# GOAL OF THE EXERCISE
The output is the lines below from the one with "pub mod win;" through the one with "use crate::position::Position;", both included, printed exactly and with no other line.

(ENTRIES PROVIDED begins)

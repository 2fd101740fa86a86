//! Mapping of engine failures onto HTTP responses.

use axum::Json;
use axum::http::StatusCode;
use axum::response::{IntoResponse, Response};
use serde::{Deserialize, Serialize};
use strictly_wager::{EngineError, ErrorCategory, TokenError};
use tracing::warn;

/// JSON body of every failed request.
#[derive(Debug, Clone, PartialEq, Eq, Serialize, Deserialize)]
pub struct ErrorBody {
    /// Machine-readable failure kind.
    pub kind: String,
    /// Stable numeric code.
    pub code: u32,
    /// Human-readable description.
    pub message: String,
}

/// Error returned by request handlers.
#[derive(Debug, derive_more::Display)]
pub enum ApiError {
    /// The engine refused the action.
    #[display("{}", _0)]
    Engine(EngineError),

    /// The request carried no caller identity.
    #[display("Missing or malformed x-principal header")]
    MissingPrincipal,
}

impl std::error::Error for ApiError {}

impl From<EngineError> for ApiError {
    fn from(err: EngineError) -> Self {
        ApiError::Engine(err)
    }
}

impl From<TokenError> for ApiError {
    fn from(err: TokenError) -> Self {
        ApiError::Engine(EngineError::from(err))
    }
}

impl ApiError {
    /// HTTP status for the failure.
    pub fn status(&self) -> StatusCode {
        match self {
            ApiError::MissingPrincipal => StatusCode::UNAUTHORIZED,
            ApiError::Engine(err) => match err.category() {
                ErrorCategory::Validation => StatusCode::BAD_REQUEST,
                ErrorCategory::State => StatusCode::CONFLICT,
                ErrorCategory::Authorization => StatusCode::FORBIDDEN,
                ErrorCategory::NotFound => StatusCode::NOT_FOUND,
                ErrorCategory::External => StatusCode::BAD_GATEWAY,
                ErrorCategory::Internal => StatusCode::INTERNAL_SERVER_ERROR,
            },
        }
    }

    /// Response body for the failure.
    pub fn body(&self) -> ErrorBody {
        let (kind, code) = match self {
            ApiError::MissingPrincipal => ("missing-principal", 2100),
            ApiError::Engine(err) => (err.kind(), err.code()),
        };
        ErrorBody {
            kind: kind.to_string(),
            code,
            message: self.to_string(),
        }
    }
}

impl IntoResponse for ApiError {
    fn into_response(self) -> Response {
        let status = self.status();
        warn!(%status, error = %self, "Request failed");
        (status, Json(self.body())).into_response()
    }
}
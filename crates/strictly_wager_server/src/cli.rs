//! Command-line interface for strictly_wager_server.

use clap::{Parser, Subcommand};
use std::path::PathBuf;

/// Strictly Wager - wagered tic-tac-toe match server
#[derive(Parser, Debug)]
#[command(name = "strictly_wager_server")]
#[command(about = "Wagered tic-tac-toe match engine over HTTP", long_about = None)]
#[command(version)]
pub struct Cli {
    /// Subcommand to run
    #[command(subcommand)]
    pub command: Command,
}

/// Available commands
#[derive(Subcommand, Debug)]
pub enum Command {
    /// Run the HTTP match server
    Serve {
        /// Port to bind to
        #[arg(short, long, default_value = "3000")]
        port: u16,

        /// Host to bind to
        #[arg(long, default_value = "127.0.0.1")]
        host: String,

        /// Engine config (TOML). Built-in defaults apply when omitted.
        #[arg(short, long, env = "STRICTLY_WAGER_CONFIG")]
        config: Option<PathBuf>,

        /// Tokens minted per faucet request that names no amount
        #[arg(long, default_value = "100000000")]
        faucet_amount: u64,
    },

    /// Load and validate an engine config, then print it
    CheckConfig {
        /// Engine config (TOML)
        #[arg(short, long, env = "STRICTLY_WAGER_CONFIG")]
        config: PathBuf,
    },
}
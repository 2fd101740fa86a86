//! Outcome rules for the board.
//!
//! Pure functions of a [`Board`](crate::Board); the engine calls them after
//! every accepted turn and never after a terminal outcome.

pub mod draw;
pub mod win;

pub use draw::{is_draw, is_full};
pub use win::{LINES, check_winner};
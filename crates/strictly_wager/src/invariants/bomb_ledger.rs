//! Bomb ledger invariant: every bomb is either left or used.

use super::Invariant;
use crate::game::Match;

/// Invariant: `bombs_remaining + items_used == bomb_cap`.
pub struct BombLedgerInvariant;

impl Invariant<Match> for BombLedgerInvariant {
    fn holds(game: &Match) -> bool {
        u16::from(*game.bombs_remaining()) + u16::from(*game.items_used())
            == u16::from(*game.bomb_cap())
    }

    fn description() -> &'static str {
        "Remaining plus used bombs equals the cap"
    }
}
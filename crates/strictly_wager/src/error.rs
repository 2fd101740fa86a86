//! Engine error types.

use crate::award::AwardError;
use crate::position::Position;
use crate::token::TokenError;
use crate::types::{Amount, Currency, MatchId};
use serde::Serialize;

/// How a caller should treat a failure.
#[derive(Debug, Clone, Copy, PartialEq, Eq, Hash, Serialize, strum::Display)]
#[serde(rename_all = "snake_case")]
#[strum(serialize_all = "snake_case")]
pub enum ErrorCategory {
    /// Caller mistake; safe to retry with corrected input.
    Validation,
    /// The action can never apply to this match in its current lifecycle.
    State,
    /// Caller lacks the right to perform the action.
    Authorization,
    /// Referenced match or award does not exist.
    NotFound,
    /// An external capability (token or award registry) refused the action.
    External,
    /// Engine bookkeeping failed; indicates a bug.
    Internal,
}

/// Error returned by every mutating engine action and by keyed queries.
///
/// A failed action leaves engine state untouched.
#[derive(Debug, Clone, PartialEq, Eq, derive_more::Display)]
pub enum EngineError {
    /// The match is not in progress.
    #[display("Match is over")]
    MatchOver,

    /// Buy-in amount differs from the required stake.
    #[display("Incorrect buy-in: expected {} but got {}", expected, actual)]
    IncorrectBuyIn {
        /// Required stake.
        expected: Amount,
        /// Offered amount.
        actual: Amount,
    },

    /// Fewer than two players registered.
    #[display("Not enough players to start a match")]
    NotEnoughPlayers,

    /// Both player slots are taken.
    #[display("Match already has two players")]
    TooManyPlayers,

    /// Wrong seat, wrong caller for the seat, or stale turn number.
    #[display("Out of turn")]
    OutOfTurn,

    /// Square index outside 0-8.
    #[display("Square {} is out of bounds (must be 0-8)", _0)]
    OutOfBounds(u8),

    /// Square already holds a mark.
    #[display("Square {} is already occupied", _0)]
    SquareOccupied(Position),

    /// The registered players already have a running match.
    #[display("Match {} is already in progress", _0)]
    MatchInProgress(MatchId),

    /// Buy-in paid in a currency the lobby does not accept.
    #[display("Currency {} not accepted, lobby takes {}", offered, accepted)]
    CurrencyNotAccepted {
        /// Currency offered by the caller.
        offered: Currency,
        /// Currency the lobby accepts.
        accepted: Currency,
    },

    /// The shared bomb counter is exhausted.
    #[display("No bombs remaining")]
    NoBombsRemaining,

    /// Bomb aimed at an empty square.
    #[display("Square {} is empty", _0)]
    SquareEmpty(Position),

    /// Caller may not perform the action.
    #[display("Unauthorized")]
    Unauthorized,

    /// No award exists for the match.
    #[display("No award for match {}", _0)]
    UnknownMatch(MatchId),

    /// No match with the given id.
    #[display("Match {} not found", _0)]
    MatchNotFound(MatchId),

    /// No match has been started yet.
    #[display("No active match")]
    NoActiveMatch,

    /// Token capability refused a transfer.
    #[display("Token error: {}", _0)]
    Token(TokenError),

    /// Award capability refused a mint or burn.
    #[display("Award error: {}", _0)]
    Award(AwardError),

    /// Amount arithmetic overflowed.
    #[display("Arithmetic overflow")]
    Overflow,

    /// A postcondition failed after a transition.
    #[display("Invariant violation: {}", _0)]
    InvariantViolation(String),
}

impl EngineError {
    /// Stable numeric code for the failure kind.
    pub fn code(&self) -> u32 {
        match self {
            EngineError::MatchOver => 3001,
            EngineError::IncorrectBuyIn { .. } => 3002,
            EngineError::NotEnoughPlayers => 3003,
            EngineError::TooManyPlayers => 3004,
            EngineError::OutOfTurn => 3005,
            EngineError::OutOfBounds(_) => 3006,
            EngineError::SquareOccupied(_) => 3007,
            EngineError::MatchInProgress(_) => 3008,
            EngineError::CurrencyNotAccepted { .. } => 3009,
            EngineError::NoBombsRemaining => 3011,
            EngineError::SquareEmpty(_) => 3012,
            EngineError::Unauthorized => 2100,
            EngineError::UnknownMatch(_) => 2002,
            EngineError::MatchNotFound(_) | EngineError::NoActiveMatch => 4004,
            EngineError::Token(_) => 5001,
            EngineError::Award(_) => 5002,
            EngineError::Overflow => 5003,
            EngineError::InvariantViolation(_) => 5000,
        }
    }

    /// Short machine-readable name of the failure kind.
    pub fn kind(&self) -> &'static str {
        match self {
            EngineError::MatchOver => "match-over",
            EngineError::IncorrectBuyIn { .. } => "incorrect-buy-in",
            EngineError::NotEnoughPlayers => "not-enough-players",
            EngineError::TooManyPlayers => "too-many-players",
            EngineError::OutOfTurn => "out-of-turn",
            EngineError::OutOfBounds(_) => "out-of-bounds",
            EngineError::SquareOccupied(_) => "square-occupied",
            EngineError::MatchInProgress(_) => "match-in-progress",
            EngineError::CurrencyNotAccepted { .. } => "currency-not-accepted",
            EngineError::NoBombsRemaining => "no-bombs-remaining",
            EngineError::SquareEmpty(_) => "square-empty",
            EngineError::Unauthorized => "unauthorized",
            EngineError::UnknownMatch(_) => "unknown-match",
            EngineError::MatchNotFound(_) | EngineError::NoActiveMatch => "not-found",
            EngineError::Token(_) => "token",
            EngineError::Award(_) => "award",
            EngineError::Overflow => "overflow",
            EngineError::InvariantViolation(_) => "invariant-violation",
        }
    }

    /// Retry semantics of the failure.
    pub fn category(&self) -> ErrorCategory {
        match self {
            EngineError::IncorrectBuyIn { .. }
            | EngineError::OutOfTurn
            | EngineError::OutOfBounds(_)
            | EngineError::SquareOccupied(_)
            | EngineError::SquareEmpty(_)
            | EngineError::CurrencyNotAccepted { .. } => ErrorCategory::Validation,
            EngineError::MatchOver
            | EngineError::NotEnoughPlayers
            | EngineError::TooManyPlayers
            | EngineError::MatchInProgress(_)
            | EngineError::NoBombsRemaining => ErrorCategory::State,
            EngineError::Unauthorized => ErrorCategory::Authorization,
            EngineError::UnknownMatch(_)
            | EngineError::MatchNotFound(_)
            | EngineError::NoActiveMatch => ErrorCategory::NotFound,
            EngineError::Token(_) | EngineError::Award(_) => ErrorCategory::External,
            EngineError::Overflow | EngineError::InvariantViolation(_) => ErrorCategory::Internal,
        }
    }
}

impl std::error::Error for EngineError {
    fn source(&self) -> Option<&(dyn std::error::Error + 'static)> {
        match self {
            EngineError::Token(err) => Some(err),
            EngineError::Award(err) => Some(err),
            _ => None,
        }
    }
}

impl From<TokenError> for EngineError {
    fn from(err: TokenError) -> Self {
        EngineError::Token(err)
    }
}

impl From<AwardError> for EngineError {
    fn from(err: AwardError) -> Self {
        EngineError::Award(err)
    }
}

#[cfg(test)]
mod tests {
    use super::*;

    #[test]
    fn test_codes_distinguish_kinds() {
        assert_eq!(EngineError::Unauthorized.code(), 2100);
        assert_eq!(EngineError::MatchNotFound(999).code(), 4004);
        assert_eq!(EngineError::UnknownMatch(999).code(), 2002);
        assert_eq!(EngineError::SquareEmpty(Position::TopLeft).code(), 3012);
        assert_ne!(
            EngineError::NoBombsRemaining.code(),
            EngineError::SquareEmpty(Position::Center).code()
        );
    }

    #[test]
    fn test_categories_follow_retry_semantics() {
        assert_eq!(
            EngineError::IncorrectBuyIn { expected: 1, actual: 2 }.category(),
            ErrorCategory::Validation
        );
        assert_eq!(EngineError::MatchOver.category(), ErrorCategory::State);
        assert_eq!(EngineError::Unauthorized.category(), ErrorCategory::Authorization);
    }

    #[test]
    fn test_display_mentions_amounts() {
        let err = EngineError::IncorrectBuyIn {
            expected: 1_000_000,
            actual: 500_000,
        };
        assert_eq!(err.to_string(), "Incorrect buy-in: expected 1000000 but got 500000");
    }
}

(ENTRIES PROVIDED ends)

# OUTPUT BELOW
pub mod win;

pub use draw::{is_draw, is_full};
pub use win::{LINES, check_winner};
filename crates/strictly_wager/src/invariants/bomb_ledger.rs
//! Bomb ledger invariant: every bomb is either left or used.

use super::Invariant;
use crate::game::Match;

/// Invariant: `bombs_remaining + items_used == bomb_cap`.
pub struct BombLedgerInvariant;

impl Invariant<Match> for BombLedgerInvariant {
    fn holds(game: &Match) -> bool {
        u16::from(*game.bombs_remaining()) + u16::from(*game.items_used())
            == u16::from(*game.bomb_cap())
    }

    fn description() -> &'static str {
        "Remaining plus used bombs equals the cap"
    }
}
filename crates/strictly_wager/src/error.rs
repository 2fd101740fa86a86
//! Engine error types.

use crate::award::AwardError;
use crate::position::Position;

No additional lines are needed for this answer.